Dans un communiqué radio-presse signé le 5 août 2026, le Sous-préfet, Dr Hector Eto Fame, Administrateur civil, annonce le lancement imminent d’une vaste opération de contrôle des lieux de culte non agréés. Les contrevenants s’exposent à des sanctions conformément à la réglementation en vigueur.
L’arrondissement de Kribi II compte, dans le respect du principe de laïcité, de nombreuses associations religieuses qui y exercent librement leur foi au quotidien. Mais selon le communiqué, certaines de ces structures développent des activités qui dérangent le voisinage et heurtent la tranquillité de citoyens honnêtes.
Des sources dignes de foi font état de prélats exerçant leurs ministères dans l’illégalité, à travers des pratiques incommodes et des tapages nocturnes récurrents. Une situation que l’administration locale suit de près depuis plusieurs mois déjà.
Le sous-préfet rappelle que l’autorité administrative n’a pas attendu ce communiqué pour agir.
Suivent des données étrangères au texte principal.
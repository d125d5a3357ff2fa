//! ToastStore - Active Toasts with FIFO Cap
//!
//! Explicit store passed to whoever shows toasts, held as a GPUI entity in
//! `AppEntities`. All timing goes through `now` arguments; the container
//! view supplies `Instant::now()` on each tick.

use std::time::Instant;

use gpui::{App, Context, Entity};
use tracing::debug;

use super::dismiss_timer::{DismissTimer, TimerPhase};
use super::toast::{Toast, ToastId, ToastItem, ToastPosition};
use crate::domain::ToastConfig;
use crate::helpers::BoundedDeque;

/// State for transient toasts
#[derive(Debug)]
pub struct ToastStore {
    items: BoundedDeque<ToastItem>,
    config: ToastConfig,
}

impl ToastStore {
    pub fn new(config: ToastConfig) -> Self {
        Self {
            items: BoundedDeque::new(config.max_visible),
            config,
        }
    }

    pub fn config(&self) -> &ToastConfig {
        &self.config
    }

    /// Replace defaults; shrinking the cap evicts the oldest toasts
    pub fn set_config(&mut self, config: ToastConfig) {
        for evicted in self.items.set_capacity(config.max_visible) {
            debug!(id = %evicted.id, "Toast evicted by cap change");
        }
        self.config = config;
    }

    /// Add a toast, evicting the oldest when at capacity
    pub fn push(&mut self, toast: Toast, now: Instant) -> ToastId {
        let id = ToastId::new();
        let position = toast.position.unwrap_or(self.config.position);
        let duration = toast
            .duration
            .unwrap_or_else(|| self.config.duration_for(toast.severity));

        let item = ToastItem {
            id,
            title: toast.title,
            message: toast.message,
            severity: toast.severity,
            position,
            animation: toast.animation.unwrap_or(self.config.animation),
            pause_on_hover: toast.pause_on_hover.unwrap_or(self.config.pause_on_hover),
            timer: DismissTimer::start(duration, now),
            hovered: false,
            created_at: now,
        };

        if let Some(evicted) = self.items.push(item) {
            debug!(id = %evicted.id, "Toast evicted by cap");
        }
        debug!(%id, ?position, "Toast shown");
        id
    }

    /// Remove by id. Removing an unknown or already removed id is a no-op.
    pub fn dismiss(&mut self, id: ToastId, now: Instant) -> bool {
        match self.items.remove_first(|item| item.id == id) {
            Some(mut item) => {
                item.timer.remove(now);
                debug!(%id, "Toast dismissed");
                true
            }
            None => false,
        }
    }

    pub fn clear(&mut self) {
        let removed = self.items.clear();
        if !removed.is_empty() {
            debug!(count = removed.len(), "Toasts cleared");
        }
    }

    /// Hover enter/leave. Pauses or resumes the timer when the toast allows it.
    pub fn set_hovered(&mut self, id: ToastId, hovered: bool, now: Instant) -> bool {
        let Some(item) = self.items.iter_mut().find(|item| item.id == id) else {
            return false;
        };
        if item.hovered == hovered {
            return false;
        }
        item.hovered = hovered;
        if item.pause_on_hover {
            if hovered {
                item.timer.pause(now);
            } else {
                item.timer.resume(now);
            }
        }
        true
    }

    /// Drop every expired toast and return their ids
    pub fn tick(&mut self, now: Instant) -> Vec<ToastId> {
        self.items
            .drain_where(|item| item.timer.is_expired(now))
            .into_iter()
            .map(|item| {
                debug!(id = %item.id, "Toast expired");
                item.id
            })
            .collect()
    }

    /// Whether any toast still needs the clock (scheduled and not sticky)
    pub fn needs_tick(&self) -> bool {
        self.items
            .iter()
            .any(|item| item.timer.phase() == TimerPhase::Scheduled && !item.timer.is_sticky())
    }

    pub fn get(&self, id: ToastId) -> Option<&ToastItem> {
        self.items.iter().find(|item| item.id == id)
    }

    /// Oldest to newest
    pub fn items(&self) -> impl Iterator<Item = &ToastItem> {
        self.items.iter()
    }

    /// Toasts anchored at one position, oldest first
    pub fn at_position(&self, position: ToastPosition) -> Vec<&ToastItem> {
        self.items
            .iter()
            .filter(|item| item.position == position)
            .collect()
    }

    pub fn len(&self) -> usize {
        self.items.len()
    }

    pub fn is_empty(&self) -> bool {
        self.items.is_empty()
    }
}

impl Default for ToastStore {
    fn default() -> Self {
        Self::new(ToastConfig::default())
    }
}

/// Show a toast through a store entity and notify observers
pub fn show_toast(store: &Entity<ToastStore>, toast: Toast, cx: &mut App) -> ToastId {
    store.update(cx, |store, cx: &mut Context<ToastStore>| {
        let id = store.push(toast, Instant::now());
        cx.notify();
        id
    })
}

/// Dismiss a toast through a store entity and notify observers
pub fn dismiss_toast(store: &Entity<ToastStore>, id: ToastId, cx: &mut App) -> bool {
    store.update(cx, |store, cx: &mut Context<ToastStore>| {
        let removed = store.dismiss(id, Instant::now());
        if removed {
            cx.notify();
        }
        removed
    })
}

#[cfg(test)]
mod tests {
    use super::*;
    use crate::state::toast::ToastSeverity;
    use std::time::Duration;

    fn store(max_visible: usize) -> ToastStore {
        ToastStore::new(ToastConfig {
            max_visible,
            duration_ms: 1000,
            ..ToastConfig::default()
        })
    }

    fn messages(store: &ToastStore) -> Vec<String> {
        store.items().map(|item| item.message.to_string()).collect()
    }

    #[test]
    fn test_cap_evicts_oldest_preserving_order() {
        let now = Instant::now();
        let mut store = store(3);
        for name in ["a", "b", "c"] {
            store.push(Toast::info(name), now);
        }
        store.push(Toast::info("d"), now);
        assert_eq!(messages(&store), vec!["b", "c", "d"]);
    }

    #[test]
    fn test_dismiss_is_idempotent() {
        let now = Instant::now();
        let mut store = store(3);
        let id = store.push(Toast::info("a"), now);
        store.push(Toast::info("b"), now);
        assert!(store.dismiss(id, now));
        assert!(!store.dismiss(id, now));
        assert_eq!(messages(&store), vec!["b"]);
    }

    #[test]
    fn test_tick_removes_expired_only() {
        let t0 = Instant::now();
        let mut store = store(5);
        let short = store.push(Toast::info("short").duration(Duration::from_millis(100)), t0);
        store.push(Toast::info("default"), t0);
        store.push(Toast::info("sticky").sticky(), t0);

        assert!(store.tick(t0 + Duration::from_millis(99)).is_empty());
        assert_eq!(store.tick(t0 + Duration::from_millis(100)), vec![short]);
        store.tick(t0 + Duration::from_millis(1000));
        assert_eq!(messages(&store), vec!["sticky"]);
    }

    #[test]
    fn test_hover_pauses_dismissal() {
        let t0 = Instant::now();
        let mut store = store(5);
        let id = store.push(Toast::info("hover me"), t0);

        assert!(store.set_hovered(id, true, t0 + Duration::from_millis(400)));
        assert!(store.tick(t0 + Duration::from_secs(60)).is_empty());
        store.set_hovered(id, false, t0 + Duration::from_secs(60));
        assert!(store.tick(t0 + Duration::from_millis(60_599)).is_empty());
        assert_eq!(store.tick(t0 + Duration::from_millis(60_600)), vec![id]);
    }

    #[test]
    fn test_hover_without_pause_keeps_running() {
        let t0 = Instant::now();
        let mut store = store(5);
        let id = store.push(Toast::info("no pause").pause_on_hover(false), t0);
        store.set_hovered(id, true, t0);
        assert_eq!(store.tick(t0 + Duration::from_millis(1000)), vec![id]);
    }

    #[test]
    fn test_defaults_come_from_config() {
        let t0 = Instant::now();
        let mut store = store(5);
        let id = store.push(Toast::error("boom"), t0);
        let item = store.get(id).expect("present");
        assert_eq!(item.position, ToastPosition::TopRight);
        assert_eq!(item.severity, ToastSeverity::Error);
        assert_eq!(
            item.timer.duration(),
            Some(Duration::from_millis(store.config().alert_duration_ms))
        );
    }

    #[test]
    fn test_shrinking_cap_evicts() {
        let now = Instant::now();
        let mut store = store(4);
        for name in ["a", "b", "c", "d"] {
            store.push(Toast::info(name), now);
        }
        store.set_config(ToastConfig {
            max_visible: 2,
            ..store.config().clone()
        });
        assert_eq!(messages(&store), vec!["c", "d"]);
    }
}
Dès l’année antérieure, un travail de sensibilisation avait été mené auprès des ministres du culte, assorti d’un recensement de leurs lieux de prédilection. Les récalcitrants avaient alors été sommés de se régulariser, conformément à la loi n°90/53 du 19 décembre 1990 relative à la liberté d’association.
Faute d’une mise en conformité jugée satisfaisante, le sous-préfet territorialement compétent annonce désormais un contrôle minutieux dans l’ensemble de l’arrondissement, mené avec le concours des forces de maintien de l’ordre et des comités de vigilance. Les lieux de culte clandestins identifiés seront sanctionnés conformément à la loi, et leurs promoteurs invités à engager sans délai une procédure de régularisation.
Pour éviter toute sanction, les promoteurs concernés doivent constituer un dossier complet constitué d’une demande d’autorisation d’association religieuse adressée au MINAT, sous couvert du Préfet de l’Océan, d’une lettre d’engagement signée du promoteur, d’un statut et le règlement intérieur en quatre exemplaires et d’un procès-verbal de l’assemblée générale constitutive.
À travers cette sortie ferme mais pédagogique, le Sous-Préfet de Kribi II réaffirme que la liberté de culte ne saurait s’exercer au détriment de l’ordre public et de la tranquillité des populations, tout en laissant aux responsables religieux concernés une dernière fenêtre pour se mettre en règle.